--- PROBLEM TO SOLVE ---
Copy each line below that includes "async".

=====

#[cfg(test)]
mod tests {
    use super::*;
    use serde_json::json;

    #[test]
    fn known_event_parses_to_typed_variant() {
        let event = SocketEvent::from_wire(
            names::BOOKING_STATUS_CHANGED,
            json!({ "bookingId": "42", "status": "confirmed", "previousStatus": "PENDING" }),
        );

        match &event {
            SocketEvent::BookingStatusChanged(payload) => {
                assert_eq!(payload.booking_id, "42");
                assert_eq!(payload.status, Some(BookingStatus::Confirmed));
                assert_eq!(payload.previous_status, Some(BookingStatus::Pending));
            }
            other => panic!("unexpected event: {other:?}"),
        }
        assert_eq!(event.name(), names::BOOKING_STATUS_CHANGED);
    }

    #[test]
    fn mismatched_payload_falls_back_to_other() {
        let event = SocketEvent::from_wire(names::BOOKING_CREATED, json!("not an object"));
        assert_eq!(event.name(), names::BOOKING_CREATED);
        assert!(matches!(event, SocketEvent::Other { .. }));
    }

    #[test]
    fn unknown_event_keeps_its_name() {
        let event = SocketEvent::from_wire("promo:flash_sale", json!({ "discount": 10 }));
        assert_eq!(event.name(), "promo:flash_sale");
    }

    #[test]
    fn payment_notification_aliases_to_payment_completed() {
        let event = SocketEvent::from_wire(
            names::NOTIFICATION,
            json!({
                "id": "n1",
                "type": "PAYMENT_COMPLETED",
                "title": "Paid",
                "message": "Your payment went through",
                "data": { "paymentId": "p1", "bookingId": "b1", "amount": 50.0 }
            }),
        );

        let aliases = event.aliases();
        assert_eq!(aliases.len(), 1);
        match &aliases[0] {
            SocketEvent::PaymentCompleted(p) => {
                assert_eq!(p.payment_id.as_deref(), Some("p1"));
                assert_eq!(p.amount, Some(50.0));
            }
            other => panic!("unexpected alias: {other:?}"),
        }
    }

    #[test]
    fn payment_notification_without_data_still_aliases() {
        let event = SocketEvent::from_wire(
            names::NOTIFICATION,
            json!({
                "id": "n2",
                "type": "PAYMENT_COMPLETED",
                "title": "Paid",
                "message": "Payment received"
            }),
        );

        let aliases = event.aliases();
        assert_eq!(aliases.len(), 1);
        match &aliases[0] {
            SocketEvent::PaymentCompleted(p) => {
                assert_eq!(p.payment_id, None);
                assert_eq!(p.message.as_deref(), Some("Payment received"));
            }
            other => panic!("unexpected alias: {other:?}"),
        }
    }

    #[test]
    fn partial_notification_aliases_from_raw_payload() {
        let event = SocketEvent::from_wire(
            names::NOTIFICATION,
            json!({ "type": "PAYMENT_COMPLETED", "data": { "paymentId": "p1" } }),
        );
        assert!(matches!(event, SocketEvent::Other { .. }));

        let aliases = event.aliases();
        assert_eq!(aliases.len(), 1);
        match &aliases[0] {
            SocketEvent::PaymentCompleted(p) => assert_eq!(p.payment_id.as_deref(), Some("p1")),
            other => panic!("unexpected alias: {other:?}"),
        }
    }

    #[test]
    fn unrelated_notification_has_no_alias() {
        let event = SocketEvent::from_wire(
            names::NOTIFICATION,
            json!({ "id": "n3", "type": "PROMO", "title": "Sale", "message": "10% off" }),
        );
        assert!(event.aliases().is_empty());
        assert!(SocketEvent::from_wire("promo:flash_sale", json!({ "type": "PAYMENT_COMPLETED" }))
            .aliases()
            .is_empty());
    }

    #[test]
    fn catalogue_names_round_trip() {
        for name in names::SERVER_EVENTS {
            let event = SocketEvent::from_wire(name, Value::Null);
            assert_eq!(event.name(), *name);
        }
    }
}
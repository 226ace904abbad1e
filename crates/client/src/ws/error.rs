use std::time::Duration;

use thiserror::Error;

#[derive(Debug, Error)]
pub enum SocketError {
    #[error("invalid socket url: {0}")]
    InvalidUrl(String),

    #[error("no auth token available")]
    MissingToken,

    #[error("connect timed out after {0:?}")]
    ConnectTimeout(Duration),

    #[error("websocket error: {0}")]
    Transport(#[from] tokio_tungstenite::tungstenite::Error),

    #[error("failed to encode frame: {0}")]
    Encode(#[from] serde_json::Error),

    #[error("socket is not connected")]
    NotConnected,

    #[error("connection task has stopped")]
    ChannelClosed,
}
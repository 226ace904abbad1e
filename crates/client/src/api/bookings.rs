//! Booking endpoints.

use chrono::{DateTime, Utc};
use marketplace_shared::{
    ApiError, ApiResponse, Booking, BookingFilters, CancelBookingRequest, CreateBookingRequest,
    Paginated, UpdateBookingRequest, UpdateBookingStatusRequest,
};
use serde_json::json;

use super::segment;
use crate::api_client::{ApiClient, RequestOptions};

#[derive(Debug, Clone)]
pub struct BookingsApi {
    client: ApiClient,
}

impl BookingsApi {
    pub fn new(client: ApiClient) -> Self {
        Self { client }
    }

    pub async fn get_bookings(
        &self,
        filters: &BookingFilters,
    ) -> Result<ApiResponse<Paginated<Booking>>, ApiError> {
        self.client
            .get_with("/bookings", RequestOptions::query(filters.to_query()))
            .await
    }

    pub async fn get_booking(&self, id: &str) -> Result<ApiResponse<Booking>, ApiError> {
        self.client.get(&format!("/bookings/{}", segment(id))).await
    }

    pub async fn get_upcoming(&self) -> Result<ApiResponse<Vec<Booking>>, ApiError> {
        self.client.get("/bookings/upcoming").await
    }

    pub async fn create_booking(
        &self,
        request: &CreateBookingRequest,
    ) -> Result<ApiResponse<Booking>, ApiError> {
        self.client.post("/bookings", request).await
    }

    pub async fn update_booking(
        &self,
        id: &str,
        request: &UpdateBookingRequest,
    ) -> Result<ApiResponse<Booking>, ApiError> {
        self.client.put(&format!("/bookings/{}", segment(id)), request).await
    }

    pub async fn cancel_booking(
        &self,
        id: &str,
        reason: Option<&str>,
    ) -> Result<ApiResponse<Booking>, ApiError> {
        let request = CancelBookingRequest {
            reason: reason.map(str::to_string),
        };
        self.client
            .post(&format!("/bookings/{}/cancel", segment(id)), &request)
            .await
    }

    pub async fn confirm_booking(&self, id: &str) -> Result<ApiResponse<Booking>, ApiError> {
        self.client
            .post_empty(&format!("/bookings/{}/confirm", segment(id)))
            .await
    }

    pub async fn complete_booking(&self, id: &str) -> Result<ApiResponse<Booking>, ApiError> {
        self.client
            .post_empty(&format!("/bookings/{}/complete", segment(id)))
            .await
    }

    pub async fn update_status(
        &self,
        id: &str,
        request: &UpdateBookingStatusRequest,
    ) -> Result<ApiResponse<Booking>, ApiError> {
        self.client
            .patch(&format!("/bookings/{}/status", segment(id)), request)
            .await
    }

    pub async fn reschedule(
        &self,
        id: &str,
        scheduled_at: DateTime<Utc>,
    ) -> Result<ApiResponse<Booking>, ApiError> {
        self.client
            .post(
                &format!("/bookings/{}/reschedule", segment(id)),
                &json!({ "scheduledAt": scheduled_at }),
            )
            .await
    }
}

=====

--- SOLUTION TO THIS EXERCISE ---
    pub async fn get_bookings(
    pub async fn get_booking(&self, id: &str) -> Result<ApiResponse<Booking>, ApiError> {
    pub async fn get_upcoming(&self) -> Result<ApiResponse<Vec<Booking>>, ApiError> {
    pub async fn create_booking(
    pub async fn update_booking(
    pub async fn cancel_booking(
    pub async fn confirm_booking(&self, id: &str) -> Result<ApiResponse<Booking>, ApiError> {
    pub async fn complete_booking(&self, id: &str) -> Result<ApiResponse<Booking>, ApiError> {
    pub async fn update_status(
    pub async fn reschedule(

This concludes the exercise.